Abstract: Artificial intelligence (AI) has increasingly become an integral part of our daily lives, spanning diverse areas ranging from sleep to air traffic control. Given that sleep constitutes one-third of our lives, machine learning (ML) algorithms, a subset of AI, have been developed to detect and diagnose sleep-related problems, such as apnea, as well as to create intelligent devices that monitor sleep quality using oxygen saturation (SpO2), electrocardiogram (ECG), and electroencephalogram (EEG). ML has also found application in sports research, where it can predict injuries within one-day, seven days, and one-month windows, and prevent non-contact injuries among professional football players by analysing GPS data and identifying the risk factors that could lead to injuries. Combining ML with robotics has led to the development of highly advanced and intuitive robotic prosthetics that mimic natural limb movements and provide greater independence and mobility for people with limb loss or differences. To this end, the force estimator, which uses electromyography (EMG) and ML, was developed. EMG signals are also being utilized in the development of voiceless sound recognition systems with potential applications in silent speech interfaces and even vocal coaching and therapy. Natural language processing (NLP) and ML have enabled AI to more effectively analyse and interpret the emotional content and sentiment of language, leading to the development of applications such as sentiment analysis with personalized reports for restaurant owners, and personalized recommendations for improvement. Additionally, ML algorithms can be used to forecast wind speed and direction over very short ranges, a critical factor in air traffic operations, which allows for more accurate and efficient scheduling and routing of flights. In the search and optimization of machine learning models, bio-inspired techniques such as genetic algorithms and swarm optimization can be utilized to develop accurate and efficient predictive models in various fields, such as healthcare and natural language processing. Finally, the acceleration of ML models is an essential component of their deployment, with field-programmable gate arrays (FPGAs) implemented to achieve high-throughput ANN and CNN models. 

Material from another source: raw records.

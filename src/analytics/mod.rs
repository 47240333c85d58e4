//! Per-scan/per-click metadata collection: device, geo, UTM and referrer.
//!
//! Everything here is best-effort. A failed lookup leaves the corresponding
//! fields empty; it never fails the redirect that triggered it.

pub mod device;
pub mod geo;
pub mod ip;
pub mod utm;

use std::convert::Infallible;
use std::net::{IpAddr, SocketAddr};
use std::time::Duration;

use axum::extract::{ConnectInfo, FromRequestParts};
use axum::http::{header, request::Parts};
use serde::Serialize;
use tracing::instrument;

use crate::configuration::AnalyticsSettings;
use device::parse_user_agent;
use geo::GeoLocator;
use utm::{UtmParams, referrer_domain};

/// The parts of an inbound redirect request the collector looks at.
#[derive(Debug, Clone, Default)]
pub struct RequestInfo {
    pub ip: Option<IpAddr>,
    pub user_agent: Option<String>,
    pub referrer: Option<String>,
    pub query: Option<String>,
}

impl<S> FromRequestParts<S> for RequestInfo
where
    S: Send + Sync,
{
    type Rejection = Infallible;

    async fn from_request_parts(parts: &mut Parts, _state: &S) -> Result<Self, Self::Rejection> {
        let header = |name: header::HeaderName| {
            parts
                .headers
                .get(name)
                .and_then(|v| v.to_str().ok())
                .filter(|v| !v.is_empty())
                .map(str::to_string)
        };
        let peer = parts
            .extensions
            .get::<ConnectInfo<SocketAddr>>()
            .map(|ConnectInfo(addr)| addr.ip());

        Ok(Self {
            ip: ip::client_ip(&parts.headers, peer),
            user_agent: header(header::USER_AGENT),
            referrer: header(header::REFERER),
            query: parts.uri.query().map(str::to_string),
        })
    }
}

/// Column values of a `scan_events` / `click_events` row.
#[derive(Debug, Clone, Default, PartialEq, Serialize)]
pub struct EventMetadata {
    pub ip_address: Option<String>,
    pub user_agent: Option<String>,
    pub device_type: Option<String>,
    pub browser: Option<String>,
    pub browser_version: Option<String>,
    pub os: Option<String>,
    pub os_version: Option<String>,
    pub country: Option<String>,
    pub country_code: Option<String>,
    pub region: Option<String>,
    pub city: Option<String>,
    pub latitude: Option<f64>,
    pub longitude: Option<f64>,
    pub timezone: Option<String>,
    pub referrer: Option<String>,
    pub referrer_domain: Option<String>,
    pub utm_source: Option<String>,
    pub utm_medium: Option<String>,
    pub utm_campaign: Option<String>,
    pub utm_term: Option<String>,
    pub utm_content: Option<String>,
}

#[derive(Clone, Debug)]
pub struct AnalyticsCollector {
    geo: Option<GeoLocator>,
    anonymize_ip: bool,
}

impl AnalyticsCollector {
    pub fn new(http: reqwest::Client, settings: &AnalyticsSettings) -> Self {
        let geo = settings.geo_enabled.then(|| {
            GeoLocator::new(
                http,
                settings.geo_providers.clone(),
                Duration::from_millis(settings.geo_timeout_ms),
            )
        });
        Self {
            geo,
            anonymize_ip: settings.anonymize_ip,
        }
    }

    /// Parsing only, no network lookups.
    pub fn describe(&self, request: &RequestInfo) -> EventMetadata {
        let device = parse_user_agent(request.user_agent.as_deref());
        let utm = UtmParams::resolve(request.query.as_deref(), request.referrer.as_deref());

        EventMetadata {
            ip_address: request.ip.map(|ip| {
                if self.anonymize_ip {
                    ip::anonymize_ip(ip)
                } else {
                    ip.to_string()
                }
            }),
            user_agent: request.user_agent.clone(),
            device_type: Some(device.device_type.as_str().to_string()),
            browser: device.browser,
            browser_version: device.browser_version,
            os: device.os,
            os_version: device.os_version,
            referrer: request.referrer.clone(),
            referrer_domain: request.referrer.as_deref().and_then(referrer_domain),
            utm_source: utm.source,
            utm_medium: utm.medium,
            utm_campaign: utm.campaign,
            utm_term: utm.term,
            utm_content: utm.content,
            ..EventMetadata::default()
        }
    }

    /// Full metadata including geolocation. Geolocation sees the raw address;
    /// only the anonymized one is kept.
    #[instrument(name = "Analytics: collect", skip(self, request))]
    pub async fn collect(&self, request: &RequestInfo) -> EventMetadata {
        let mut metadata = self.describe(request);

        if let (Some(geo), Some(ip)) = (&self.geo, request.ip) {
            if let Some(location) = geo.locate(ip).await {
                metadata.country = location.country;
                metadata.country_code = location.country_code;
                metadata.region = location.region;
                metadata.city = location.city;
                metadata.latitude = location.latitude;
                metadata.longitude = location.longitude;
                metadata.timezone = location.timezone;
            }
        }
        metadata
    }
}

#[cfg(test)]
mod tests {
    use super::*;
    use axum::http::Request;

    fn collector(anonymize_ip: bool) -> AnalyticsCollector {
        let settings = AnalyticsSettings {
            anonymize_ip,
            geo_enabled: false,
            ..AnalyticsSettings::default()
        };
        AnalyticsCollector::new(reqwest::Client::new(), &settings)
    }

    #[tokio::test]
    async fn extracts_request_info_from_headers() {
        let request = Request::builder()
            .uri("/qr-redirect/abc?utm_source=flyer")
            .header("user-agent", "curl/8.4.0")
            .header("referer", "https://www.example.com/")
            .header("x-forwarded-for", "203.0.113.9")
            .body(())
            .unwrap();
        let (mut parts, _) = request.into_parts();

        let info = RequestInfo::from_request_parts(&mut parts, &()).await.unwrap();
        assert_eq!(info.ip, Some("203.0.113.9".parse().unwrap()));
        assert_eq!(info.user_agent.as_deref(), Some("curl/8.4.0"));
        assert_eq!(info.referrer.as_deref(), Some("https://www.example.com/"));
        assert_eq!(info.query.as_deref(), Some("utm_source=flyer"));
    }

    #[tokio::test]
    async fn collect_assembles_metadata() {
        let request = RequestInfo {
            ip: Some("203.0.113.9".parse().unwrap()),
            user_agent: Some("Mozilla/5.0 (X11; Linux x86_64; rv:121.0) Gecko/20100101 Firefox/121.0".into()),
            referrer: Some("https://www.example.com/post?utm_medium=social".into()),
            query: Some("utm_source=flyer".into()),
        };

        let metadata = collector(true).collect(&request).await;
        assert_eq!(metadata.ip_address.as_deref(), Some("203.0.113.0"));
        assert_eq!(metadata.device_type.as_deref(), Some("desktop"));
        assert_eq!(metadata.browser.as_deref(), Some("Firefox"));
        assert_eq!(metadata.referrer_domain.as_deref(), Some("example.com"));
        assert_eq!(metadata.utm_source.as_deref(), Some("flyer"));
        assert_eq!(metadata.utm_medium.as_deref(), Some("social"));
        assert!(metadata.country.is_none());
    }

    #[test]
    fn raw_ip_is_kept_when_anonymization_is_off() {
        let request = RequestInfo {
            ip: Some("203.0.113.9".parse().unwrap()),
            ..RequestInfo::default()
        };
        let metadata = collector(false).describe(&request);
        assert_eq!(metadata.ip_address.as_deref(), Some("203.0.113.9"));
        assert_eq!(metadata.device_type.as_deref(), Some("unknown"));
    }
}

Bio: Sheikh Shanawaz Mostafa is currently a postdoctoral researcher in ARDITI and ITI/LARSys; he received a Ph.D. Degree from Instituto Superior Técnico of the University of Lisbon, Portugal, in 2020. He has a multi-disciplinary education; B.Sc. Eng. Degree in Electronics & Communication, M.Sc. in Biomedical, and Ph.D. in Electrical and Computer. His research varies from biomedical to agriculture, and natural language processing, with the hardware implementation and the core being machine learning and artificial intelligence. He worked on several research projects with companies and academic settings.